Armando Jairo Cruz-Laufer , Farid Dahdouh-Guebas, Dakeishla Díaz-Morales, Olexiy Kyrychenko, Maarten P.M. Vanhove , Chelsea Wood

Abstract

Malaria remains a major public health challenge causing an annual estimated 600,000 deaths and 250 million infections. While most malaria vector control efforts focus on freshwater mosquito species, saltwater-tolerant mosquitoes inhabiting coastal ecosystems like mangrove forests remain understudied. Historically, mangrove forests have been perceived as breeding grounds for malaria vectors, which is often a motivation for their destruction. However, mangroves provide crucial ecosystem services, and their impact on malaria transmission remains unresolved. This study presents the first African multi-country analysis linking mangrove forests to malaria prevalence. We employed piecewise structural equation models (SEMs) to examine the relationships among mangrove land cover and mangrove vegetation health across coastal settlements in 27 African countries. We combined satellite-derived land cover, vegetation, and weather data alongside malaria incidence records from 1996 to 2020. We found two key associations. First, increased mangrove land cover is associated with lower malaria prevalence at coarse spatial resolution, challenging the traditional view of mangroves as disease-promoting environments. This reduction may reflect ecological factors such as limited densities of saltwater mosquitoes, reduced larval development due to shading, or the presence of natural predators. Second, at fine and coarse spatial resolutions, healthier mangrove forests (i.e. more vegetation) are correlated with increased malaria prevalence. This trend may be driven by higher mosquito abundance and biodiversity in vegetatively rich mangrove areas, aligning with other studies showing vegetation as a positive predictor of mosquito population density. Our results suggest that mangrove forests generally carry a low risk of malaria transmission.
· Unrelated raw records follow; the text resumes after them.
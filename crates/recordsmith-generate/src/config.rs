use std::path::Path;

use serde::{Deserialize, Serialize};

use crate::errors::GenerationError;

/// Engine configuration, usually read from `recordsmith.toml`.
///
/// Every key is optional; missing keys fall back to [`GeneratorConfig::default`].
#[derive(Debug, Clone, PartialEq, Serialize, Deserialize)]
#[serde(default)]
pub struct GeneratorConfig {
    /// Domain used for generated email addresses and URLs.
    pub email_domain: String,
    /// Fields never generated because the platform rejects assigned values.
    pub excluded_fields: Vec<String>,
    /// Shared types that relationships never create records for.
    pub singleton_types: Vec<String>,
    pub user_type: String,
    pub profile_type: String,
    /// Relationship field that receives the current user.
    pub owner_field: String,
    /// Type whose records disambiguate the subtype of another record.
    pub subtype_type: String,
    /// Levels of relationship records created when recursion is enabled.
    pub max_reference_depth: u8,
    /// Fixed RNG seed for reproducible runs.
    pub seed: Option<u64>,
    pub logging: LoggingConfig,
}

impl Default for GeneratorConfig {
    fn default() -> Self {
        Self {
            email_domain: "example.com".to_string(),
            excluded_fields: vec!["CleanStatus".to_string()],
            singleton_types: vec![
                "User".to_string(),
                "BusinessHours".to_string(),
                "Group".to_string(),
                "Profile".to_string(),
            ],
            user_type: "User".to_string(),
            profile_type: "Profile".to_string(),
            owner_field: "OwnerId".to_string(),
            subtype_type: "RecordType".to_string(),
            max_reference_depth: 1,
            seed: None,
            logging: LoggingConfig::default(),
        }
    }
}

impl GeneratorConfig {
    pub fn from_toml_str(contents: &str) -> Result<Self, GenerationError> {
        Ok(toml::from_str(contents)?)
    }

    pub fn is_excluded(&self, field_name: &str) -> bool {
        contains_ignore_case(&self.excluded_fields, field_name)
    }

    pub fn is_singleton(&self, type_name: &str) -> bool {
        contains_ignore_case(&self.singleton_types, type_name)
    }
}

/// Log output settings consumed by [`crate::init_tracing`].
#[derive(Debug, Clone, PartialEq, Serialize, Deserialize)]
#[serde(default)]
pub struct LoggingConfig {
    /// `EnvFilter` directive used when `RUST_LOG` is unset.
    pub filter: String,
    /// Emit JSON lines instead of human-readable output.
    pub json: bool,
}

impl Default for LoggingConfig {
    fn default() -> Self {
        Self {
            filter: "info".to_string(),
            json: false,
        }
    }
}

/// Load configuration from a TOML file.
pub fn load_config(path: &Path) -> Result<GeneratorConfig, GenerationError> {
    let contents = std::fs::read_to_string(path)?;
    GeneratorConfig::from_toml_str(&contents)
}

fn contains_ignore_case(values: &[String], needle: &str) -> bool {
    values.iter().any(|value| value.eq_ignore_ascii_case(needle))
}
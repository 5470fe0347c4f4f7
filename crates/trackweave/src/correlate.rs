use serde::Serialize;
use std::collections::HashSet;

use crate::{
    error::{TrackweaveError, TrackweaveResult},
    manifest::Manifest,
    track::{Track, TrackKind},
};

/// A variant stream together with the renditions its groups point to.
#[derive(Debug, Clone, PartialEq, Eq, Serialize)]
pub struct CorrelatedTrack {
    pub video: Track,
    pub audio: Track,
    pub subtitles: Track,
}

#[derive(Debug, Clone, Default, PartialEq, Eq, Serialize)]
pub struct CorrelationReport {
    pub tracks: Vec<CorrelatedTrack>,

    /// Audio renditions no variant stream refers to
    pub orphaned_audio: Vec<Track>,
    /// Subtitle renditions no variant stream refers to
    pub orphaned_subs: Vec<Track>,
}

fn find_group<'a>(
    tracks: &'a [Track],
    kind: TrackKind,
    video: &Track,
) -> TrackweaveResult<&'a Track> {
    let (attribute, group_id) = match kind {
        TrackKind::Audio => ("AUDIO", video.audio_group()),
        _ => ("SUBTITLES", video.subtitles_group()),
    };
    let group_id = group_id.ok_or_else(|| {
        TrackweaveError::MissingAttribute(attribute, format!("variant stream {}", video.url))
    })?;

    tracks
        .iter()
        .find(|track| track.group_id() == Some(group_id))
        .ok_or_else(|| TrackweaveError::CorrelationLookup {
            kind,
            group_id: group_id.to_string(),
        })
}

impl Manifest {
    /// Pairs every variant stream with the first audio and subtitle rendition of its groups.
    ///
    /// Fails as a whole when any referenced group does not exist.
    pub fn correlate(&self) -> TrackweaveResult<CorrelationReport> {
        let mut tracks = Vec::with_capacity(self.video.len());
        let mut used_audio = HashSet::new();
        let mut used_subs = HashSet::new();

        for video in &self.video {
            let audio = find_group(&self.audio, TrackKind::Audio, video)?;
            let subtitles = find_group(&self.subs, TrackKind::Subtitle, video)?;
            used_audio.insert(audio.group_id());
            used_subs.insert(subtitles.group_id());

            tracks.push(CorrelatedTrack {
                video: video.clone(),
                audio: audio.clone(),
                subtitles: subtitles.clone(),
            });
        }

        let orphaned_audio: Vec<Track> = self
            .audio
            .iter()
            .filter(|track| !used_audio.contains(&track.group_id()))
            .cloned()
            .collect();
        let orphaned_subs: Vec<Track> = self
            .subs
            .iter()
            .filter(|track| !used_subs.contains(&track.group_id()))
            .cloned()
            .collect();

        if !orphaned_audio.is_empty() || !orphaned_subs.is_empty() {
            log::debug!(
                "{} audio and {} subtitle streams are not referenced by any variant.",
                orphaned_audio.len(),
                orphaned_subs.len()
            );
        }

        Ok(CorrelationReport {
            tracks,
            orphaned_audio,
            orphaned_subs,
        })
    }
}
use serde::Serialize;
use url::Url;

use crate::{
    attributes::parse_attribute_list,
    error::{TrackweaveError, TrackweaveResult},
    track::{Track, TrackKind},
    uri::resolve_uri,
};

const MEDIA_TAG: &str = "#EXT-X-MEDIA:";
const STREAM_INF_TAG: &str = "#EXT-X-STREAM-INF:";

/// Variant streams and renditions of a master playlist, in playlist order.
#[derive(Debug, Clone, Default, PartialEq, Eq, Serialize)]
pub struct Manifest {
    pub video: Vec<Track>,
    pub audio: Vec<Track>,
    pub subs: Vec<Track>,
}

impl Manifest {
    /// Classifies the `#EXT-X-MEDIA` and `#EXT-X-STREAM-INF` lines of `text`.
    ///
    /// Uris are resolved against `manifest_url`. Every other line is ignored.
    pub fn parse(text: &str, manifest_url: &Url) -> TrackweaveResult<Self> {
        let mut manifest = Self::default();
        let mut lines = text.lines();

        while let Some(line) = lines.next() {
            if let Some(rest) = line.strip_prefix(MEDIA_TAG) {
                let attributes = parse_attribute_list(rest)?;
                if attributes.is_empty() {
                    continue;
                }

                let r#type = attributes
                    .get("type")
                    .ok_or_else(|| TrackweaveError::MissingAttribute("TYPE", line.to_string()))?
                    .to_lowercase();
                let kind = match r#type.as_str() {
                    "audio" => TrackKind::Audio,
                    "subtitles" => TrackKind::Subtitle,
                    _ => {
                        log::warn!("Found unknown media type: {}", attributes["type"]);
                        continue;
                    }
                };

                let uri = attributes
                    .get("uri")
                    .ok_or_else(|| TrackweaveError::MissingAttribute("URI", line.to_string()))?;
                let url = resolve_uri(manifest_url, uri)?;
                let track = Track::new(kind, attributes, url);
                match kind {
                    TrackKind::Audio => manifest.audio.push(track),
                    _ => manifest.subs.push(track),
                }
            } else if let Some(rest) = line.strip_prefix(STREAM_INF_TAG) {
                let attributes = parse_attribute_list(rest)?;
                if attributes.is_empty() {
                    continue;
                }

                let uri = lines
                    .by_ref()
                    .map(str::trim)
                    .find(|l| !l.is_empty())
                    .ok_or_else(|| TrackweaveError::TruncatedManifest(line.to_string()))?;
                let url = resolve_uri(manifest_url, uri)?;
                manifest
                    .video
                    .push(Track::new(TrackKind::Video, attributes, url));
            }
        }

        log::info!(
            "Found {} video, {} audio and {} subtitle streams.",
            manifest.video.len(),
            manifest.audio.len(),
            manifest.subs.len()
        );
        Ok(manifest)
    }
}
From this low baseline, transmission is higher in healthier mangrove forests. How large this difference is will likely depend on the locality and configuration of the forests. These findings highlight the importance of integrating mangrove conservation with context-specific vector management strategies.

DOI

https://doi.org/10.32942/X2RS8D

Subjects

Life Sciences

Keywords

Africa, NDVI, dilution effect, disease ecology, parasite, Plasmodium falciparum, structural equation modelling

Dates

Published: 2025-10-06 06:17

Last Updated: 2025-10-06 06:17

License

CC-BY Attribution-NonCommercial-ShareAlike 4.0 International

Additional Metadata

Language:
English

Data and Code Availability Statement:
The R and Python scripts that support the findings of this study are available in GitHub at https://github.com/HU-AquaticBiodiversity/MangroveMalaria-SpatialAnalysis/. The data that support the findings of this study are available from the DHS programme (https://www.dhsprogram.com/) and via the MalariaAtlas database (https://github.com/malaria-atlas-project/malariaAtlas). Restrictions apply to the availability of these data, which were used under license for this study. Data are available from the MalariaAtlas database with the permission of DHS programme.